Print each line from the start of the records below up through the line where "is read-only afterwards." is found, exactly as given.

[Stored dataset items]

-----

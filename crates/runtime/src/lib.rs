//! Session orchestration on top of the `game-core` domain model.
//!
//! This crate wires players, pluggable action-selection strategies, and the
//! observer notification plumbing into a cohesive session API. Consumers embed
//! [`Game`] to drive the turn loop, or call [`Player::take_turn`] directly
//! when a UI wants to pace turns itself.

pub mod errors;
pub mod events;
pub mod game;
pub mod ids;
pub mod observer;
pub mod player;
pub mod strategy;

pub use errors::{GameError, TurnError};
pub use events::TurnOutcome;
pub use game::{Game, GameSummary};
pub use ids::{IdAllocator, PlayerId};
pub use observer::{ObserverRegistry, PlayerObserver};
pub use player::Player;
pub use strategy::{
    LastActionStrategy, RandomStrategy, SelectActionStrategy, SelectionContext, SelectionError,
    UnknownStrategy,
};
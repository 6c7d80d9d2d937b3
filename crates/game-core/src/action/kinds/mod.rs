//! Built-in action kinds.

pub mod movement;
pub mod wait;

pub use movement::MoveAction;
pub use wait::SkipTurnAction;
//! World construction and name resolution.
//!
//! The world is built once from location records and is read-only afterwards.
//! That freeze-after-construction rule is what makes it safe to hand `&World`
//! to every player in the session without further coordination.

pub mod location;

use std::collections::BTreeMap;

use thiserror::Error;

pub use location::{Location, LocationId};

/// Inbound description of a single location, as supplied by a data-loading
/// collaborator. Connection targets are plain names so records may reference
/// locations that appear later in the list.
#[derive(Clone, Debug, PartialEq, Eq)]
#[cfg_attr(feature = "serde", derive(serde::Serialize, serde::Deserialize))]
pub struct LocationRecord {
    pub name: String,
    #[cfg_attr(feature = "serde", serde(default))]
    pub description: String,
    #[cfg_attr(feature = "serde", serde(default))]
    pub connections: Vec<ConnectionRecord>,
}

/// A directed, named edge in a [`LocationRecord`].
#[derive(Clone, Debug, PartialEq, Eq)]
#[cfg_attr(feature = "serde", derive(serde::Serialize, serde::Deserialize))]
pub struct ConnectionRecord {
    pub direction: String,
    pub target: String,
}

/// Errors surfaced while building a world or resolving a location name.
///
/// Both variants indicate malformed initialization data and are fatal at
/// construction time.
#[derive(Clone, Debug, PartialEq, Eq, Error)]
pub enum WorldError {
    #[error("unknown location: {name}")]
    UnknownLocation { name: String },
    #[error("duplicate location: {name}")]
    DuplicateLocation { name: String },
}

/// Exclusive owner of all [`Location`]s, and the only component allowed to
/// resolve names to locations.
#[derive(Clone, Debug)]
pub struct World {
    locations: Vec<Location>,
    index: BTreeMap<String, LocationId>,
    initial: LocationId,
}

impl World {
    /// Builds a world from location records in two phases: materialize every
    /// location first, then wire connections by resolving target names.
    /// Records may therefore forward-reference locations declared later.
    pub fn build(records: Vec<LocationRecord>, initial: &str) -> Result<Self, WorldError> {
        let mut locations = Vec::with_capacity(records.len());
        let mut index = BTreeMap::new();

        for record in &records {
            let id = LocationId(locations.len() as u32);
            if index.insert(record.name.clone(), id).is_some() {
                return Err(WorldError::DuplicateLocation {
                    name: record.name.clone(),
                });
            }
            locations.push(Location::new(&record.name, &record.description));
        }

        for record in records {
            let id = index[&record.name];
            for connection in record.connections {
                let target =
                    *index
                        .get(&connection.target)
                        .ok_or_else(|| WorldError::UnknownLocation {
                            name: connection.target.clone(),
                        })?;
                locations[id.0 as usize].connect(connection.direction, target);
            }
        }

        let initial = *index
            .get(initial)
            .ok_or_else(|| WorldError::UnknownLocation {
                name: initial.to_string(),
            })?;

        Ok(Self {
            locations,
            index,
            initial,
        })
    }

    /// Resolves a location name. O(1) over the name index; no other component
    /// may maintain a duplicate of it.
    pub fn find(&self, name: &str) -> Result<LocationId, WorldError> {
        self.index
            .get(name)
            .copied()
            .ok_or_else(|| WorldError::UnknownLocation {
                name: name.to_string(),
            })
    }

    /// Looks up a location by handle. Ids are only minted by this world, so
    /// the lookup is infallible for handles it produced.
    pub fn location(&self, id: LocationId) -> &Location {
        &self.locations[id.0 as usize]
    }

    pub fn initial_location(&self) -> LocationId {
        self.initial
    }

    pub fn location_count(&self) -> usize {
        self.locations.len()
    }

    /// Iterates over all locations in creation order.
    pub fn locations(&self) -> impl Iterator<Item = (LocationId, &Location)> + '_ {
        self.locations
            .iter()
            .enumerate()
            .map(|(i, location)| (LocationId(i as u32), location))
    }
}
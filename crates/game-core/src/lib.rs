pub mod action;
pub mod pawn;
pub mod world;

pub use action::{Action, ActionError, BoxedAction, MoveAction, SkipTurnAction, legal_actions};
pub use pawn::Pawn;
pub use world::{ConnectionRecord, Location, LocationId, LocationRecord, World, WorldError};
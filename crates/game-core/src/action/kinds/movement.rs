use crate::action::{Action, ActionError};
use crate::pawn::Pawn;
use crate::world::World;

/// Moves the pawn along one of its current location's outgoing connections.
///
/// The direction is resolved at execution time against the pawn's location,
/// so a move that was legal when generated fails cleanly if the pawn has
/// since gone elsewhere.
#[derive(Clone, Debug, PartialEq, Eq)]
pub struct MoveAction {
    direction: String,
}

impl MoveAction {
    pub fn new(direction: impl Into<String>) -> Self {
        Self {
            direction: direction.into(),
        }
    }

    pub fn direction(&self) -> &str {
        &self.direction
    }
}

impl Action for MoveAction {
    fn execute(&self, world: &World, pawn: &mut Pawn) -> Result<(), ActionError> {
        let here = world.location(pawn.location());
        match here.connection(&self.direction) {
            Some(target) => {
                pawn.set_location(target);
                Ok(())
            }
            None => Err(ActionError::InvalidAction {
                action: self.describe(),
                reason: format!("no connection {} from {}", self.direction, here.name()),
            }),
        }
    }

    fn describe(&self) -> String {
        format!("move {}", self.direction)
    }
}

#[cfg(test)]
mod tests {
    use super::*;
    use crate::world::{ConnectionRecord, LocationRecord};

    fn two_room_world() -> World {
        World::build(
            vec![
                LocationRecord {
                    name: "Start".to_string(),
                    description: String::new(),
                    connections: vec![ConnectionRecord {
                        direction: "north".to_string(),
                        target: "Hall".to_string(),
                    }],
                },
                LocationRecord {
                    name: "Hall".to_string(),
                    description: String::new(),
                    connections: vec![ConnectionRecord {
                        direction: "south".to_string(),
                        target: "Start".to_string(),
                    }],
                },
            ],
            "Start",
        )
        .unwrap()
    }

    #[test]
    fn move_follows_a_declared_connection() {
        let world = two_room_world();
        let mut pawn = Pawn::new(world.initial_location());

        pawn.perform(&world, &MoveAction::new("north"))
            .expect("north is connected from Start");

        assert_eq!(pawn.location(), world.find("Hall").unwrap());
    }

    #[test]
    fn move_and_return() {
        let world = two_room_world();
        let mut pawn = Pawn::new(world.initial_location());

        pawn.perform(&world, &MoveAction::new("north")).unwrap();
        pawn.perform(&world, &MoveAction::new("south")).unwrap();

        assert_eq!(pawn.location(), world.initial_location());
    }

    #[test]
    fn undeclared_direction_fails_and_leaves_pawn_in_place() {
        let world = two_room_world();
        let hall = world.find("Hall").unwrap();
        let mut pawn = Pawn::new(hall);

        let err = pawn
            .perform(&world, &MoveAction::new("east"))
            .expect_err("east is not connected from Hall");

        assert!(matches!(err, ActionError::InvalidAction { .. }));
        assert_eq!(pawn.location(), hall, "failed moves must not move the pawn");
    }

    #[test]
    fn stale_move_fails_after_the_pawn_relocated() {
        let world = two_room_world();
        let mut pawn = Pawn::new(world.initial_location());
        let stale = MoveAction::new("north");

        pawn.perform(&world, &stale).unwrap();
        // Second execution resolves against Hall, which has no "north".
        let err = pawn.perform(&world, &stale).expect_err("move went stale");

        assert!(matches!(err, ActionError::InvalidAction { .. }));
        assert_eq!(pawn.location(), world.find("Hall").unwrap());
    }
}
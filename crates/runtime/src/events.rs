//! Turn outcomes pushed to observers.

/// What happened when a player took a turn.
///
/// Failed actions are an outcome, not an error: they are reported through the
/// observer channel and the session keeps running.
#[derive(Clone, Debug, PartialEq, Eq)]
pub enum TurnOutcome {
    /// The selected action executed; `location` names where the pawn ended up.
    ActionExecuted { action: String, location: String },
    /// The selected action was rejected; the pawn did not move.
    ActionFailed { action: String, error: String },
    /// The player's strategy asked to leave the game.
    PlayerQuit,
}
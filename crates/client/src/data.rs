//! World data loading.
//!
//! The core consumes plain location records; where they come from is this
//! module's business. Either a JSON file supplied by the user or the built-in
//! dungeon shipped with the client.

use std::fs;
use std::path::Path;

use anyhow::{Context, Result};
use serde::Deserialize;

use game_core::{ConnectionRecord, LocationRecord};

/// On-disk world description: a list of location records plus the name of the
/// starting location.
#[derive(Debug, Deserialize)]
pub struct WorldFile {
    pub initial: String,
    pub locations: Vec<LocationRecord>,
}

pub fn load_world_file(path: &Path) -> Result<WorldFile> {
    let raw = fs::read_to_string(path)
        .with_context(|| format!("cannot read {}", path.display()))?;
    let file: WorldFile = serde_json::from_str(&raw)
        .with_context(|| format!("invalid world description in {}", path.display()))?;
    Ok(file)
}

/// The built-in dungeon used when no world file is given.
pub fn default_world() -> WorldFile {
    fn location(name: &str, description: &str, connections: &[(&str, &str)]) -> LocationRecord {
        LocationRecord {
            name: name.to_string(),
            description: description.to_string(),
            connections: connections
                .iter()
                .map(|(direction, target)| ConnectionRecord {
                    direction: direction.to_string(),
                    target: target.to_string(),
                })
                .collect(),
        }
    }

    WorldFile {
        initial: "Entrance Hall".to_string(),
        locations: vec![
            location(
                "Entrance Hall",
                "A dusty hall. Daylight fades behind you.",
                &[("north", "Dark Corridor")],
            ),
            location(
                "Dark Corridor",
                "Narrow walls swallow the torchlight.",
                &[
                    ("south", "Entrance Hall"),
                    ("east", "Armory"),
                    ("north", "Brittle Bridge"),
                ],
            ),
            location(
                "Armory",
                "Rusted racks and a single serviceable sword.",
                &[("west", "Dark Corridor")],
            ),
            location(
                "Brittle Bridge",
                "The planks creak over a black chasm.",
                &[("south", "Dark Corridor"), ("north", "Treasure Chamber")],
            ),
            location(
                "Treasure Chamber",
                "Gold glitters in heaps around a sleeping dragon.",
                // One-way drop: jumping down the shaft is not reversible.
                &[("south", "Brittle Bridge"), ("down", "Entrance Hall")],
            ),
        ],
    }
}
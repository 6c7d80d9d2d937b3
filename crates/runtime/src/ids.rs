/// Identifier for a player within one [`Game`](crate::Game) session.
#[derive(Clone, Copy, Debug, PartialEq, Eq, PartialOrd, Ord, Hash)]
pub struct PlayerId(pub u32);

/// Hands out sequential player ids.
///
/// Owned by the entity that needs ids (the game session), never a
/// process-wide counter.
#[derive(Debug, Default)]
pub struct IdAllocator {
    next: u32,
}

impl IdAllocator {
    pub fn new() -> Self {
        Self::default()
    }

    pub fn allocate(&mut self) -> PlayerId {
        let id = PlayerId(self.next);
        self.next += 1;
        id
    }
}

-----

● ANSWER TO THE PROBLEM
filename crates/runtime/src/lib.rs
//! Session orchestration on top of the `game-core` domain model.
//!
//! This crate wires players, pluggable action-selection strategies, and the
//! observer notification plumbing into a cohesive session API. Consumers embed
//! [`Game`] to drive the turn loop, or call [`Player::take_turn`] directly
//! when a UI wants to pace turns itself.

pub mod errors;
pub mod events;
pub mod game;
pub mod ids;
pub mod observer;
pub mod player;
pub mod strategy;

pub use errors::{GameError, TurnError};
pub use events::TurnOutcome;
pub use game::{Game, GameSummary};
pub use ids::{IdAllocator, PlayerId};
pub use observer::{ObserverRegistry, PlayerObserver};
pub use player::Player;
pub use strategy::{
    LastActionStrategy, RandomStrategy, SelectActionStrategy, SelectionContext, SelectionError,
    UnknownStrategy,
};
repository 6c7d80d9d2d937b3
filename crates/game-core/src/action/kinds/mod.rs
//! Built-in action kinds.

pub mod movement;
pub mod wait;

pub use movement::MoveAction;
pub use wait::SkipTurnAction;
//! World construction and name resolution.
//!
//! The world is built once from location records and is read-only afterwards.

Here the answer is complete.